Often the character depicted by television and film as the shooter is a troubled youth. This character is portrayed as depressed and isolated, thereby promoting the stereotypes surrounding killers. Frequently, shows continue on normally after traumatic events and their characters have no long-lasting emotional responses to the shooting. The penultimate episode to season two of “Veronica Mars” has none of their characters displaying post traumatic stress despite them having just witnessed one of their janitors, a former student only a few years older than them, shoot individuals in their school. One of the characters says Wallace – a character who attempted to tackle the shooter and was almost shot at as a result – was shaken up about it, but this was never shown on-screen.
The seriousness of mental illness is especially inadequately handled when the media chooses to romanticize mental disorders. Showtime’s “Dexter” and AMC’s “Breaking Bad” both play-up their respective character’s sociopathy to build “anti-heros” that audiences can’t help but want to continue acting “crazy” for the entertainment value.
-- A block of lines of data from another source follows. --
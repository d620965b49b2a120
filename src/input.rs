//! Input model: tools, modifier keys, mouse buttons, and the gesture state machine.
//!
//! `Tool` and `Modifiers` capture the user's intent at the time of a pointer
//! event. `InputState` is the active gesture tracked between pointer-down and
//! pointer-up; each variant carries exactly the context its mode needs, so the
//! draft and marquee rectangles only exist while drawing or marquee-selecting.

#[cfg(test)]
#[path = "input_test.rs"]
mod input_test;

use std::str::FromStr;

use crate::camera::{Point, ViewTransform};
use crate::doc::{PinId, PinKind, ShapeId, ShapeKind};
use crate::geom::{PctPoint, PctRect};
use crate::hit::ResizeHandle;

/// Which tool is currently active.
#[derive(Debug, Clone, Copy, PartialEq, Eq, Default)]
pub enum Tool {
    /// Pointer / selection tool (default).
    #[default]
    Select,
    /// Draw an area annotation of the given kind.
    Shape(ShapeKind),
    /// Place a point annotation of the given kind.
    Pin(PinKind),
}

impl Tool {
    #[must_use]
    pub fn is_select(self) -> bool {
        matches!(self, Self::Select)
    }

    #[must_use]
    pub fn shape_kind(self) -> Option<ShapeKind> {
        match self {
            Self::Shape(kind) => Some(kind),
            _ => None,
        }
    }

    #[must_use]
    pub fn pin_kind(self) -> Option<PinKind> {
        match self {
            Self::Pin(kind) => Some(kind),
            _ => None,
        }
    }
}

/// Unknown tool name received from the host.
#[derive(Debug, Clone, PartialEq, Eq, thiserror::Error)]
#[error("unknown tool: {0}")]
pub struct ParseToolError(pub String);

impl FromStr for Tool {
    type Err = ParseToolError;

    /// Parse host tool names: `select`, `box`, `ellipse`, `cloud`, `photo`, `safety`, `punch`.
    fn from_str(s: &str) -> Result<Self, Self::Err> {
        match s.trim().to_ascii_lowercase().as_str() {
            "select" => Ok(Self::Select),
            "box" => Ok(Self::Shape(ShapeKind::Box)),
            "ellipse" => Ok(Self::Shape(ShapeKind::Ellipse)),
            "cloud" => Ok(Self::Shape(ShapeKind::Cloud)),
            "photo" => Ok(Self::Pin(PinKind::Photo)),
            "safety" => Ok(Self::Pin(PinKind::Safety)),
            "punch" => Ok(Self::Pin(PinKind::Punch)),
            _ => Err(ParseToolError(s.to_owned())),
        }
    }
}

/// Keyboard/mouse modifier keys held during an event.
#[allow(clippy::struct_excessive_bools)]
#[derive(Debug, Clone, Copy, Default)]
pub struct Modifiers {
    pub shift: bool,
    pub ctrl: bool,
    pub alt: bool,
    pub meta: bool,
}

/// Mouse button identifier.
#[derive(Debug, Clone, Copy, PartialEq, Eq)]
pub enum Button {
    Primary,
    Middle,
    Secondary,
}

impl Button {
    /// Map a DOM `MouseEvent.button` code.
    #[must_use]
    pub fn from_dom(code: i16) -> Option<Self> {
        match code {
            0 => Some(Self::Primary),
            1 => Some(Self::Middle),
            2 => Some(Self::Secondary),
            _ => None,
        }
    }
}

/// A keyboard key as reported by the browser's `KeyboardEvent.key` (e.g. `"Delete"`, `" "`).
#[derive(Debug, Clone, PartialEq, Eq)]
pub struct Key(pub String);

impl Key {
    #[must_use]
    pub fn is_space(&self) -> bool {
        matches!(self.0.as_str(), " " | "Space" | "Spacebar")
    }

    #[must_use]
    pub fn is_delete(&self) -> bool {
        matches!(self.0.as_str(), "Delete" | "Backspace")
    }
}

/// Wheel / trackpad scroll delta.
#[derive(Debug, Clone, Copy)]
pub struct WheelDelta {
    /// Horizontal scroll amount in pixels.
    pub dx: f64,
    /// Vertical scroll amount in pixels (positive = down).
    pub dy: f64,
}

/// How a press/release pair is classified.
#[derive(Debug, Clone, Copy, PartialEq, Eq)]
pub enum Gesture {
    Click,
    Drag,
}

impl Gesture {
    /// A release within `threshold` screen pixels of the press on both axes is a click.
    #[must_use]
    pub fn classify(down: Point, up: Point, threshold: f64) -> Self {
        if (up.x - down.x).abs() < threshold && (up.y - down.y).abs() < threshold {
            Self::Click
        } else {
            Self::Drag
        }
    }
}

/// Persistent UI state visible to the renderer.
#[derive(Debug, Clone, Default)]
pub struct UiState {
    pub tool: Tool,
    /// Selected shapes, in selection order.
    pub selected_ids: Vec<ShapeId>,
    pub selected_pin: Option<PinId>,
    /// Topmost shape under the idle pointer.
    pub hovered: Option<ShapeId>,
    /// Spacebar held: primary-button presses pan.
    pub space_held: bool,
}

/// A press on a pin overlay. Coexists with pin selection, outside [`InputState`].
#[derive(Debug, Clone, Copy, PartialEq, Eq)]
pub struct PinPress {
    pub id: PinId,
    /// Pointer moves relocate the pin.
    pub dragging: bool,
}

/// Internal state for the input state machine.
///
/// Exactly one variant is active; every non-idle variant returns to `Idle` on
/// pointer-up or pointer-leave.
#[derive(Debug, Clone, PartialEq, Default)]
pub enum InputState {
    /// No gesture in progress; waiting for the next pointer-down.
    #[default]
    Idle,
    /// Drawing a new shape by dragging from `start`.
    Drawing {
        kind: ShapeKind,
        start: PctPoint,
        /// Signed draft rectangle; normalized only on commit.
        draft: PctRect,
    },
    /// Translating the selection.
    Moving {
        start: PctPoint,
        /// Rectangles of every moved shape at press time.
        initial: Vec<(ShapeId, PctRect)>,
        /// The shape under the press, reported on a click.
        grabbed: ShapeId,
        /// Plain press on an already-selected shape: a click narrows the selection to it.
        narrow_on_click: bool,
    },
    /// Dragging a corner handle of a single shape.
    Resizing {
        start: PctPoint,
        id: ShapeId,
        initial: PctRect,
        handle: ResizeHandle,
    },
    /// Rubber-band selection.
    Marquee { start: PctPoint, draft: PctRect },
    /// Panning the view by dragging.
    Panning {
        /// Page-space press position.
        start_screen: Point,
        initial: ViewTransform,
    },
}

impl InputState {
    /// Short mode name for logs.
    #[must_use]
    pub fn name(&self) -> &'static str {
        match self {
            Self::Idle => "idle",
            Self::Drawing { .. } => "drawing",
            Self::Moving { .. } => "moving",
            Self::Resizing { .. } => "resizing",
            Self::Marquee { .. } => "marquee",
            Self::Panning { .. } => "panning",
        }
    }

    #[must_use]
    pub fn is_idle(&self) -> bool {
        matches!(self, Self::Idle)
    }
}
Other media like 2001’s “A Beautiful Mind” make mental illnesses out to be a characteristic of tragic but brilliant and artistic geniuses. The film has been criticized for its misinterpretation of paranoid schizophrenia as well as its attempt to smooth over the rougher, darker edges of the protagonist’s personality. Linking mental disorders to creative, “tortured” souls creates unhealthy stereotypes that portray those dealing with a serious disorder as misunderstood poets. Likewise, when mental disorders are made to come across as cool and mysterious as they are in “Fight Club”, where the main character creates a tougher alter ego, and “Sucker Punch,” where the main characters are labelled insane and descend into an escapist fantasy, audiences come to romanticize disorders.
The media is aiding in spreading incorrect assumptions about mental illness. Though mental illness is not the taboo it once was, it is still treated as something inflicting those destined to either commit murder or to become the next Edgar Allan Poe.